2020年09月30日 12時49分00秒 | 日本政治

 メディア各社は、国民世論の動向を伝えるというジャーナリスティックな使命感からか、頻繁に世論調査を実施しています。しかしながら、その実施対象者となる母数は1000人ほどに限られてしまいますし、設問の取捨選択、順序、回答の選択肢などにより、結果を一定の方向、つまり、自社の望む方向に誘導することができます。また、実施者であれば、立場上、結果の数字の改竄も自由自在ので、メディアによる世論調査に対する信頼性は低下する一方なのです。

 

 ネットやSNS上での反応と世論調査の結果が真逆となるケースも散見されます。あまりの不自然さに、今では、メディアによる世論調査の結果が国民世論を正確に反映しているとは言い難く、世論調査とは、情報提供ではなく、情報操作の道具と見なす国民も少なくありません。メディア側が、政府の意向を‘忖度’すれば、中国といった共産主義国家と同様に、国民の自由な意思表明ではなく政府の決定に沿った‘官製世論’となりますし、逆に、政府の意向に反対する場合には、反政府活動の道具に堕してしまいます。何れにいたしましても、世論調査は、‘世論’という名の‘創り物’、‘まがい物’でしかなくなるのです。しかも、さらに悪いことに、一般国民の第三者がメディア各社に立ち入ることはできないのですから、国民自身も世論調査の真偽を確かめことができないのです。

 

 ‘世論’なるものがメディア側の政治色に染まっているとしますと、当然に、民主主義も危機に瀕することとなります。民主主義の理想は、民意に沿った政治が実現することなのですが、現行の制度では、個々の国民が意思表示できるのは、選挙といった数年に一度実施される限られた機会しかないからです。ところが、選挙では、個別に政策を選ぶことができず、しかも、将来に向けた政策綱領を羅列する‘セット・メニュー方式’ですので、日々、行われている政府の政治決定や法制定について、国民が事後的に評価したり、是非を判断することができません。
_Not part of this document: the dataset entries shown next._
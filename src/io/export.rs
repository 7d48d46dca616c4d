use anyhow::Result;
use chrono::{DateTime, Utc};
use serde::{Deserialize, Serialize};
use std::io::Write;

use crate::domain::{format_cents, Expense};

/// Full snapshot of the expense collection for JSON export.
#[derive(Debug, Clone, Serialize, Deserialize)]
pub struct ExpenseSnapshot {
    pub version: String,
    pub exported_at: DateTime<Utc>,
    pub expenses: Vec<Expense>,
}

/// Writes an expense collection out in CSV or JSON.
pub struct Exporter<'a> {
    expenses: &'a [Expense],
}

impl<'a> Exporter<'a> {
    pub fn new(expenses: &'a [Expense]) -> Self {
        Self { expenses }
    }

    /// Export expenses to CSV, one row per record in insertion order.
    pub fn export_csv<W: Write>(&self, writer: W) -> Result<usize> {
        let mut csv_writer = csv::Writer::from_writer(writer);
        csv_writer.write_record(["id", "date", "amount", "category", "description"])?;

        for expense in self.expenses {
            csv_writer.write_record([
                expense.id.to_string(),
                expense.date.format("%Y-%m-%d").to_string(),
                format_cents(expense.amount),
                expense.category_label().to_string(),
                expense.description.clone().unwrap_or_default(),
            ])?;
        }

        csv_writer.flush()?;
        Ok(self.expenses.len())
    }

    /// Export the collection as a pretty-printed JSON snapshot.
    pub fn export_json<W: Write>(&self, mut writer: W) -> Result<ExpenseSnapshot> {
        let snapshot = ExpenseSnapshot {
            version: env!("CARGO_PKG_VERSION").to_string(),
            exported_at: Utc::now(),
            expenses: self.expenses.to_vec(),
        };

        let json = serde_json::to_string_pretty(&snapshot)?;
        writer.write_all(json.as_bytes())?;
        writer.flush()?;

        Ok(snapshot)
    }
}

#[cfg(test)]
mod tests {
    use super::*;
    use crate::domain::{Category, ExpenseId, NewExpense};
    use chrono::NaiveDate;

    fn sample() -> Vec<Expense> {
        let date = NaiveDate::from_ymd_opt(2024, 1, 1).unwrap();
        vec![
            Expense::from_new(
                ExpenseId(1),
                NewExpense::new(5000, Category::Food, date).with_description("Lunch, with friends"),
            ),
            Expense {
                id: ExpenseId(2),
                amount: 3000,
                category: None,
                date,
                description: None,
            },
        ]
    }

    #[test]
    fn test_export_csv() {
        let expenses = sample();
        let mut out = Vec::new();
        let count = Exporter::new(&expenses).export_csv(&mut out).unwrap();
        assert_eq!(count, 2);

        let text = String::from_utf8(out).unwrap();
        let lines: Vec<&str> = text.lines().collect();
        assert_eq!(lines[0], "id,date,amount,category,description");
        assert_eq!(lines[1], r#"1,2024-01-01,50.00,Food,"Lunch, with friends""#);
        assert_eq!(lines[2], "2,2024-01-01,30.00,Uncategorized,");
    }

    #[test]
    fn test_export_json_snapshot() {
        let expenses = sample();
        let mut out = Vec::new();
        let snapshot = Exporter::new(&expenses).export_json(&mut out).unwrap();
        assert_eq!(snapshot.expenses, expenses);

        let parsed: ExpenseSnapshot = serde_json::from_slice(&out).unwrap();
        assert_eq!(parsed.version, env!("CARGO_PKG_VERSION"));
        assert_eq!(parsed.expenses.len(), 2);
    }
}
つまり、国民各自が自らの‘意見’を表明することも、国民的な合意として‘世論’を形成することも難しいのです。

 

 不思議なことに、これまで、政治レベルを含め、積極的に国民世論の調査方法について改善を促そうとする動きは見られませんでした。その一方で、近年のデジタル化によって明らかとなったのは、不特定多数の国民を対象にオープンに調査を実施しているネット上の世論調査やSNSの方が、100%とは言わないまでも、比較的、国民の一般的な意向を現わしている点です。先述したように、メディアとネット上では結果がしばしば逆となるのも、調査方法が異なるからに他なりません。仮に、政府に民意に沿った政治を実現しようとする意志があるならば、政府こそ、積極的に新たな世論調査の方法を考案すべきなのです。今日の技術力をもってすれば、一億を超える国民を参加者とするオンライン民主主義は可能なはずです。

 

 幸いにして、新政権下ではデジタル庁も設置されることですので、昨日も本ブログにて提案いたしましたように、同技術を民主主義の進化に生かすのは重要な政治課題のように思えます。もっとも、国が世論調査を実施することに対しては、ITを徹底した国民監視、並びに、言論弾圧の手段として利用している中国の現状に鑑みて、危険視する声も聴かれるかもしれません。今般、政治不信が深刻化している日本国でも、この懸念の払拭は簡単ではなさそうです。

 

しかしながら、公平性と中立性を確保するために、権力分立、並びに、チェックアンドバランスの原則に基づいて世論調査機関を政府から分離し(司法機関に準じる…)、改竄を防ぐためにリアルタイムでの公開をシステム化した上で、政府や国会に世論調査の結果を反映させることを義務付ければ、比較的信頼性の高いフィードバック・システムを構築することができるかもしれません。つまり、緊急を要する事案を除いて、政府、並びに、国会は、事前に政策案や法案の概要を国民に対して公表し、世論に賛否や是非を問うと共に、事後的には、これらについて国民から評価を受けることとなります。

 

 こうした進化型のシステムが導入されれば、習近平国家主席の国賓来日や10月1日からの入国規制の緩和といった大半の国民が反対している政策は、真の世論の反対を受けてその実現は阻まれることでしょう。今日、日本国政府は国際金融勢力の‘悪代官’と化しているとの指摘もありますが(明治以降かもしれない…)、政府による国民に対する一方的な政策の押し付けを防ぐ手段を、国民は手にすべきなのではないでしょうか。日本国民が‘家畜化’されないように…。